9/10
Neglected masterpiece.
19 January 2005
Warning: Spoilers
*Oscar and Lucinda* is based on a brilliant, though very tough-to-adapt, novel by Peter Carey. It is a small miracle that director Gillian Armstrong succeeded so magnificently. (I'm giving all the credit to her: the end-credits tell us that the script was developed by the "Australian Film Commission" or something, whatever that is. I doubt that they were actually on the set.) For all you young filmmakers out there dreaming of making a Big Epic with Big Themes, I urge you to watch this movie right now, and learn how to construct a narrative out of the most rambling source material. The two titular characters -- one starting out in England, the other in Sydney, Australia -- don't even meet until about 40 minutes into the film; it's all the more impressive that we don't feel impatient for this meeting, realizing that their connection will occur as a result of the natural and logical development of the story. Aside from Oscar and Lucinda, Armstrong also has to manage about 8 or 9 other characters who will be crucial to the plot. Each character is introduced just when they need to be: the process is never hurried or confusing. As all the elements of narrative and character come together, we realize Armstrong has created nothing less than an art of cinematic fugue tantamount to genius.

Budding filmmakers may also want to take notes on Armstrong's judicious use of voice-over narration in the film. The Narrator pipes up only when he needs to, providing crucial information or the occasional bit of witty commentary. ("In order that I exist, two gamblers -- one obsessive, the other compulsive -- must declare themselves.") It's also marvelous how the Narrator himself, seemingly so omniscient, becomes the very culmination of the story. In other words, the Narrator is a key element, rather than a superfluous chatterbox -- the case of most movie narrators.

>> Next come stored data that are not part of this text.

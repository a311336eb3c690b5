use crate::{error::MovedexError, model::Move, query::AliasRule, special::SpecialCaseRule};
use serde::{Deserialize, Serialize};
use std::{
    fs::{read_to_string, write},
    path::Path,
    str::FromStr,
};

/// Rule data shipped with the crate: the alias and special-case tables for the bundled game.
pub const BUILTIN_RULES: &str = include_str!("../rules/efz.toml");

#[derive(Debug, Clone, PartialEq, Serialize, Deserialize)]
#[serde(default)]
pub struct ExtractSettings {
    /// Prefix for relative image and page links.
    pub base_url: String,
    /// Page title prefix stripped when deriving a character name.
    pub title_prefix: String,
    /// Link prefix identifying character pages on the index page.
    pub character_link_prefix: String,
    /// Serialized records smaller than this are reported as incomplete and not saved.
    pub min_record_bytes: usize,
    /// Pause between page fetches in batch jobs.
    pub request_delay_ms: u64,
    pub follow_up_marker: String,
    /// Big-text marker of a table that announces follow-ups.
    pub follow_up_header: String,
    /// Heading text (case-insensitive) that announces follow-ups instead of a new section.
    pub follow_up_heading: String,
    pub sibling_scan_limit: usize,
    /// Minimum colspan of a table cell that makes its row a note row.
    pub note_colspan: usize,
    pub version_labels: Vec<String>,
    /// Heading words that mark a move-list boundary.
    pub movelist_keywords: Vec<String>,
    /// Alt-text marker of the character icon image.
    pub icon_alt_marker: String,
}

impl Default for ExtractSettings {
    fn default() -> Self {
        ExtractSettings {
            base_url: "https://wiki.gbl.gg".to_string(),
            title_prefix: "Eternal Fighter Zero/".to_string(),
            character_link_prefix: "/w/Eternal_Fighter_Zero/".to_string(),
            min_record_bytes: 2048,
            request_delay_ms: 2000,
            follow_up_marker: "→".to_string(),
            follow_up_header: "Follow-ups".to_string(),
            follow_up_heading: "Follow-up".to_string(),
            sibling_scan_limit: 10,
            note_colspan: 5,
            version_labels: vec!["A".to_string(), "B".to_string(), "C".to_string()],
            movelist_keywords: vec![
                "mode".to_string(),
                "movelist".to_string(),
                "style".to_string(),
            ],
            icon_alt_marker: "CSS.png".to_string(),
        }
    }
}

#[derive(Debug, Clone, Copy, Default, PartialEq, Eq, Serialize, Deserialize)]
#[serde(rename_all = "kebab-case")]
pub enum AliasPolicy {
    /// The first matching alias rule wins.
    #[default]
    FirstMatch,
    /// Every matching alias rule contributes a result.
    AllMatches,
}

#[derive(Debug, Clone, PartialEq, Serialize, Deserialize)]
#[serde(default)]
pub struct ResolveSettings {
    /// Moves whose name starts with this are looked up by input rather than name.
    pub reserved_prefix: String,
    pub alias_policy: AliasPolicy,
}

impl Default for ResolveSettings {
    fn default() -> Self {
        ResolveSettings {
            reserved_prefix: "Costume".to_string(),
            alias_policy: AliasPolicy::default(),
        }
    }
}

/// Picks one move by exact (case-insensitive) input or name.
#[derive(Debug, Clone, Default, PartialEq, Eq, Serialize, Deserialize)]
#[serde(default)]
pub struct MoveSelector {
    #[serde(skip_serializing_if = "Option::is_none")]
    pub input: Option<String>,
    #[serde(skip_serializing_if = "Option::is_none")]
    pub name: Option<String>,
}

impl MoveSelector {
    pub fn matches(&self, mv: &Move) -> bool {
        let by_input = match (&self.input, &mv.input) {
            (Some(want), Some(have)) => want.eq_ignore_ascii_case(have),
            _ => false,
        };
        let by_name = self
            .name
            .as_ref()
            .is_some_and(|want| want.to_lowercase() == mv.name.to_lowercase());
        by_input || by_name
    }
}

#[derive(Debug, Clone, Default, PartialEq, Serialize, Deserialize)]
#[serde(default)]
pub struct Settings {
    pub extract: ExtractSettings,
    pub resolve: ResolveSettings,
    pub aliases: Vec<AliasRule>,
    pub special_cases: Vec<SpecialCaseRule>,
}

impl Settings {
    /// Defaults plus the bundled rule tables.
    pub fn builtin() -> Result<Settings, MovedexError> {
        BUILTIN_RULES.parse()
    }

    /// Reads settings from `path`, falling back to [Settings::builtin] when the file is absent.
    pub fn load<P: AsRef<Path>>(path: P) -> Result<Settings, MovedexError> {
        let path = path.as_ref();
        tracing::debug!("Attempting to read settings from: {:?}", path);
        if !path.exists() {
            tracing::debug!("Settings file not found, using bundled rules.");
            return Settings::builtin();
        }
        get_content(path)?.parse()
    }

    pub fn save<P: AsRef<Path>>(&self, path: P) -> Result<(), MovedexError> {
        tracing::debug!("Attempting to write settings to: {:?}", path.as_ref());
        let toml_string = toml::to_string(self)?;
        write(path, toml_string)?;
        Ok(())
    }
}

impl FromStr for Settings {
    type Err = MovedexError;

    fn from_str(s: &str) -> Result<Self, Self::Err> {
        let settings: Settings = toml::from_str(s)?;
        if settings.extract.version_labels.is_empty() {
            return Err(MovedexError::Config(
                "extract.version_labels must name at least one label".to_string(),
            ));
        }
        Ok(settings)
    }
}

pub fn get_content<P: AsRef<Path>>(path: P) -> Result<String, MovedexError> {
    tracing::debug!("Reading {:?}", path.as_ref());
    Ok(read_to_string(path)?)
}

#[cfg(test)]
mod tests {
    use super::*;
    use test_log::test;

    #[test]
    fn builtin_rules_parse() {
        let settings = Settings::builtin().expect("bundled rules parse");
        assert_eq!(settings.extract.min_record_bytes, 2048);
        assert_eq!(settings.resolve.reserved_prefix, "Costume");
        assert!(!settings.aliases.is_empty());
        assert!(!settings.special_cases.is_empty());
    }

    #[test]
    fn partial_file_keeps_defaults() {
        let settings: Settings = r#"
            [extract]
            min_record_bytes = 10

            [resolve]
            alias_policy = "all-matches"
        "#
        .parse()
        .expect("partial settings parse");
        assert_eq!(settings.extract.min_record_bytes, 10);
        assert_eq!(settings.extract.follow_up_marker, "→");
        assert_eq!(settings.resolve.alias_policy, AliasPolicy::AllMatches);
        assert!(settings.aliases.is_empty());
    }

    #[test]
    fn empty_labels_rejected() {
        let err = "[extract]\nversion_labels = []\n"
            .parse::<Settings>()
            .unwrap_err();
        assert!(matches!(err, MovedexError::Config(_)));
    }

    #[test]
    fn save_then_load() {
        let dir = tempfile::tempdir().expect("tempdir");
        let path = dir.path().join("movedex.toml");
        let settings = Settings::builtin().expect("bundled rules parse");
        settings.save(&path).expect("settings written");
        let reloaded = Settings::load(&path).expect("settings read");
        assert_eq!(settings, reloaded);
    }

    #[test]
    fn selector_matches_input_or_name() {
        let mut mv = Move::new("Nayu-chan Kick");
        mv.input = Some("623*".to_string());
        let by_input = MoveSelector {
            input: Some("623*".into()),
            name: None,
        };
        let by_name = MoveSelector {
            input: None,
            name: Some("nayu-chan kick".into()),
        };
        assert!(by_input.matches(&mv));
        assert!(by_name.matches(&mv));
        assert!(!MoveSelector::default().matches(&mv));
    }
}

The story is set in the 1850's, revolving around a saintly young Anglican minister (Ralph Fiennes) who, trying to escape his gambling addiction, takes a ship to Australia. On board, he meets Lucinda (Cate Blanchett), an ahead-of-her-time independent businesswoman from Sydney who is returning home after a buying expedition for her glass-works factory. She is also nursing a gambling problem. Naturally, the two misfits form an immediate bond. Upon arriving in Sydney, Oscar promptly wrecks his ministry before it even gets started when he's caught playing cards with his new friend. Adding to his woes, he believes that Lucinda is in love with ANOTHER minister (Ciaran Hinds) who has already been run out of town -- banished to the church-less frontier -- because of his friendship with her. (Beautiful and single and a gambler, Lucinda is a sort of eye of a hurricane -- only her wealth keeps her from getting tarred and feathered, apparently.) The naif Oscar, despite all indications that his affection for her is reciprocated, hits upon a new wager: he bets Lucinda that he can deliver a glass church to Hinds via a dangerous overland journey across the continent. The stakes? Each other's inheritance . . . and, for Oscar, ultimate proof that he loves Lucinda more than any man.

This is a wonderful story, chock-full of some pretty startling ideas -- for instance, that religious faith itself is little more than a cosmic gamble -- and immersed in the visual symbols of water (i.e., Death) and glass (declared here as a solid form of liquid). The two symbolic motifs converge near movie's end, when Fiennes sits alone in the glass church as it floats down a river -- truly a magnificent sight to see that would justify a dozen lesser movies than this one. One review below mine judged this as "overdone": but it seems to me that if you aren't impressed with this image, then you just don't like the movies, sorry. I also differ with the general opinion that the climax of the film is intolerably depressing. It seems to me that God saves the saintly Oscar from an unhappy life shared with someone he could never love. True saints can never be with us for very long: they set examples for us, but they're soon called home to God. In any case, the movie's symbolism was telling you all along what Fiennes' fate would be.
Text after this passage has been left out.